There is one thing, however, that I never hear discussed.  Baseball's archaic antitrust exception.  Baseball's antitrust exception has allowed the league to create a system which lends itself to balance issues throughout the lead.  With its antitrust exception, baseball has created a flawed minor league system which may be a chief contributor to baseball's balance issues.  In this essay I will detail the history of baseball's antitrust exception, what it means, and why it still matters for baseball today.

What Is Antitrust?
Antitrust law is the federal government's attempt to stop business concentration and economic power. (E. Thomas Sullivan et al., Antitrust Law, Police And Procedure: Cases, Materials, Problems (6th Ed. 2009) p. 1.)  Antitrust law is designed to prevent economic power from being concentrated in too few hands (avoid monopoly).  It is also designed to stop unreasonable restraints on trade, including inter alia: price fixing agreements (where competitors agree to charge higher prices than they would if they competed), market allocation (where competitors to agree not to compete in certain geogrpahical areas), and attempts to monopolize.  Antitrust laws prohibit more than just the aforementioned conduct, however those actions are the most commonly seen.

Since antitrust law is federal legislation enacted by Congress, it can only reach activity that is interstate, as per Congress's commerce clause power.  This is important because what exactly is interstate commerce is not the same today as it was when baseball first was granted its antitrust exception. 

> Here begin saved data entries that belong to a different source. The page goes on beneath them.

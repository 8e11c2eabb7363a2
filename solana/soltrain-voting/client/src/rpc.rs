use async_trait::async_trait;
use solana_account_decoder::{UiAccountEncoding, UiDataSliceConfig};
use solana_client::client_error::{ClientError, ClientErrorKind};
use solana_client::nonblocking::rpc_client::RpcClient;
use solana_client::rpc_config::{
    RpcAccountInfoConfig, RpcProgramAccountsConfig, RpcSendTransactionConfig,
    RpcTransactionConfig,
};
use solana_client::rpc_filter::{Memcmp, RpcFilterType};
use solana_sdk::commitment_config::CommitmentConfig;
use solana_sdk::hash::Hash;
use solana_sdk::pubkey::Pubkey;
use solana_sdk::signature::Signature;
use solana_sdk::transaction::{Transaction, TransactionError};
use solana_transaction_status::option_serializer::OptionSerializer;
use solana_transaction_status::UiTransactionEncoding;

use crate::error::{Result, VotingClientError};

/// How transactions are submitted.
#[derive(Debug, Clone, Copy, PartialEq, Eq)]
pub struct SendOptions {
    /// Skip the node's simulation of the transaction before it is forwarded.
    pub skip_preflight: bool,
    pub commitment: CommitmentConfig,
}

impl Default for SendOptions {
    fn default() -> Self {
        Self {
            skip_preflight: false,
            commitment: CommitmentConfig::confirmed(),
        }
    }
}

/// Execution record of a landed transaction.
#[derive(Debug, Clone, PartialEq, Eq)]
pub struct TransactionReceipt {
    pub logs: Vec<String>,
    /// Set when the transaction was included but failed.
    pub failure: Option<TransactionError>,
}

#[derive(Debug, Clone, PartialEq, Eq)]
pub enum AccountFilter {
    Memcmp { offset: usize, bytes: Vec<u8> },
}

impl AccountFilter {
    pub fn matches(&self, data: &[u8]) -> bool {
        match self {
            AccountFilter::Memcmp { offset, bytes } => data
                .get(*offset..offset.saturating_add(bytes.len()))
                .map_or(false, |window| window == bytes.as_slice()),
        }
    }
}

#[derive(Debug, Clone, Copy, PartialEq, Eq)]
pub struct DataSlice {
    pub offset: usize,
    pub length: usize,
}

impl DataSlice {
    pub fn apply(&self, data: &[u8]) -> Vec<u8> {
        let start = self.offset.min(data.len());
        let end = self.offset.saturating_add(self.length).min(data.len());
        data[start..end].to_vec()
    }
}

/// The chain operations the client needs. Implemented for the JSON-RPC client and for
/// in-memory chains in tests.
#[async_trait]
pub trait ChainRpc: Send + Sync {
    async fn latest_blockhash(&self) -> Result<Hash>;

    /// Submits a signed transaction once. Never retried by the caller.
    async fn send_transaction(
        &self,
        transaction: &Transaction,
        options: &SendOptions,
    ) -> Result<Signature>;

    /// Returns `None` while the transaction is not yet visible to the node. Nodes reject
    /// commitments below `confirmed` here.
    async fn transaction_receipt(
        &self,
        signature: &Signature,
        commitment: CommitmentConfig,
    ) -> Result<Option<TransactionReceipt>>;

    async fn account_data(&self, address: &Pubkey) -> Result<Option<Vec<u8>>>;

    async fn multiple_account_data(&self, addresses: &[Pubkey]) -> Result<Vec<Option<Vec<u8>>>>;

    /// All accounts owned by `program_id` that pass every filter. With a data slice,
    /// only that part of each account's data is returned.
    async fn program_accounts(
        &self,
        program_id: &Pubkey,
        filters: &[AccountFilter],
        data_slice: Option<DataSlice>,
    ) -> Result<Vec<(Pubkey, Vec<u8>)>>;
}

fn network_error(err: ClientError) -> VotingClientError {
    VotingClientError::network(err)
}

fn classify_send_error(err: ClientError) -> VotingClientError {
    if let Some(failure) = err.get_transaction_error() {
        return VotingClientError::from_transaction_error(&failure);
    }
    match err.kind() {
        ClientErrorKind::Io(_) | ClientErrorKind::Reqwest(_) => network_error(err),
        _ => VotingClientError::Submission(err.to_string()),
    }
}

#[async_trait]
impl ChainRpc for RpcClient {
    async fn latest_blockhash(&self) -> Result<Hash> {
        self.get_latest_blockhash().await.map_err(network_error)
    }

    async fn send_transaction(
        &self,
        transaction: &Transaction,
        options: &SendOptions,
    ) -> Result<Signature> {
        let config = RpcSendTransactionConfig {
            skip_preflight: options.skip_preflight,
            preflight_commitment: Some(options.commitment.commitment),
            ..RpcSendTransactionConfig::default()
        };
        self.send_transaction_with_config(transaction, config)
            .await
            .map_err(classify_send_error)
    }

    async fn transaction_receipt(
        &self,
        signature: &Signature,
        commitment: CommitmentConfig,
    ) -> Result<Option<TransactionReceipt>> {
        let config = RpcTransactionConfig {
            encoding: Some(UiTransactionEncoding::Json),
            commitment: Some(commitment),
            max_supported_transaction_version: Some(0),
        };
        let transaction = match self.get_transaction_with_config(signature, config).await {
            Ok(transaction) => transaction,
            // A transaction that is not indexed yet comes back as a null result.
            Err(err) if matches!(err.kind(), ClientErrorKind::SerdeJson(_)) => return Ok(None),
            Err(err) => return Err(network_error(err)),
        };
        let Some(meta) = transaction.transaction.meta else {
            return Ok(None);
        };
        let logs = match meta.log_messages {
            OptionSerializer::Some(logs) => logs,
            _ => Vec::new(),
        };
        Ok(Some(TransactionReceipt {
            logs,
            failure: meta.err,
        }))
    }

    async fn account_data(&self, address: &Pubkey) -> Result<Option<Vec<u8>>> {
        let response = self
            .get_account_with_commitment(address, self.commitment())
            .await
            .map_err(network_error)?;
        Ok(response.value.map(|account| account.data))
    }

    async fn multiple_account_data(&self, addresses: &[Pubkey]) -> Result<Vec<Option<Vec<u8>>>> {
        let accounts = self
            .get_multiple_accounts(addresses)
            .await
            .map_err(network_error)?;
        Ok(accounts
            .into_iter()
            .map(|account| account.map(|account| account.data))
            .collect())
    }

    async fn program_accounts(
        &self,
        program_id: &Pubkey,
        filters: &[AccountFilter],
        data_slice: Option<DataSlice>,
    ) -> Result<Vec<(Pubkey, Vec<u8>)>> {
        let filters = filters
            .iter()
            .map(|filter| match filter {
                AccountFilter::Memcmp { offset, bytes } => {
                    RpcFilterType::Memcmp(Memcmp::new_base58_encoded(*offset, bytes))
                }
            })
            .collect();
        let config = RpcProgramAccountsConfig {
            filters: Some(filters),
            account_config: RpcAccountInfoConfig {
                encoding: Some(UiAccountEncoding::Base64),
                data_slice: data_slice.map(|slice| UiDataSliceConfig {
                    offset: slice.offset,
                    length: slice.length,
                }),
                commitment: Some(self.commitment()),
                min_context_slot: None,
            },
            ..RpcProgramAccountsConfig::default()
        };
        let accounts = self
            .get_program_accounts_with_config(program_id, config)
            .await
            .map_err(network_error)?;
        Ok(accounts
            .into_iter()
            .map(|(address, account)| (address, account.data))
            .collect())
    }
}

Baseball's Antitrust History
In order to understand baseball's current antitrust exception one must delve into the history of MLB.  MLB was formed in 1903 with the merge of the American and National Leagues. (Zimablist, May The Best Team Win, supra, at p. 15.)  While the leagues were once competitors, the owners of the respective leagues determined it would be economically viable for them not to compete with each other.  Pursuant to their collusion, the owners of the newly formed MLB could create labor policies that players were helpless to combat: with the two major leagues now combined into one league, players could no longer vote with their feet and move to a different league that offered better playing conditions.  The policy that was the most unbearable for players was the dreaded reserve clause.  The reserve clause forbade players from seeking free agency; players could only be moved if an owner wanted to sell that player to another team.  In a sense, this was 20th century indentured servitude.  Players hated the reserve clause, but all attempts to rid baseball of this arcane labor requirement failed.

Seeing a class of disgruntled players ripe for the picking, a new baseball league was formed in 1913.  The Federal League was originally formed as a minor league, but quickly announced that it would become a major league and began to court MLB players by promising players long-term contracts and abandoning the reserve clause.  (Id. at p. 15.)  The floodgates opening, and a army of disgruntled MLB players jumped ship for the FL.  Between 1914 and 1915, 221 major league players joined the FL.  (Id. at p. 15.) 

MLB was not about to take this betrayal sitting down.  MLB quickly blacklisted any players who went to the FL and sued many of the defectors.  (Id. at p.16.)  The FL responded by suing MLB, claiming MLB's attempt to block players from joining the FL was an unreasonable restraint of trade, an antitrust violation.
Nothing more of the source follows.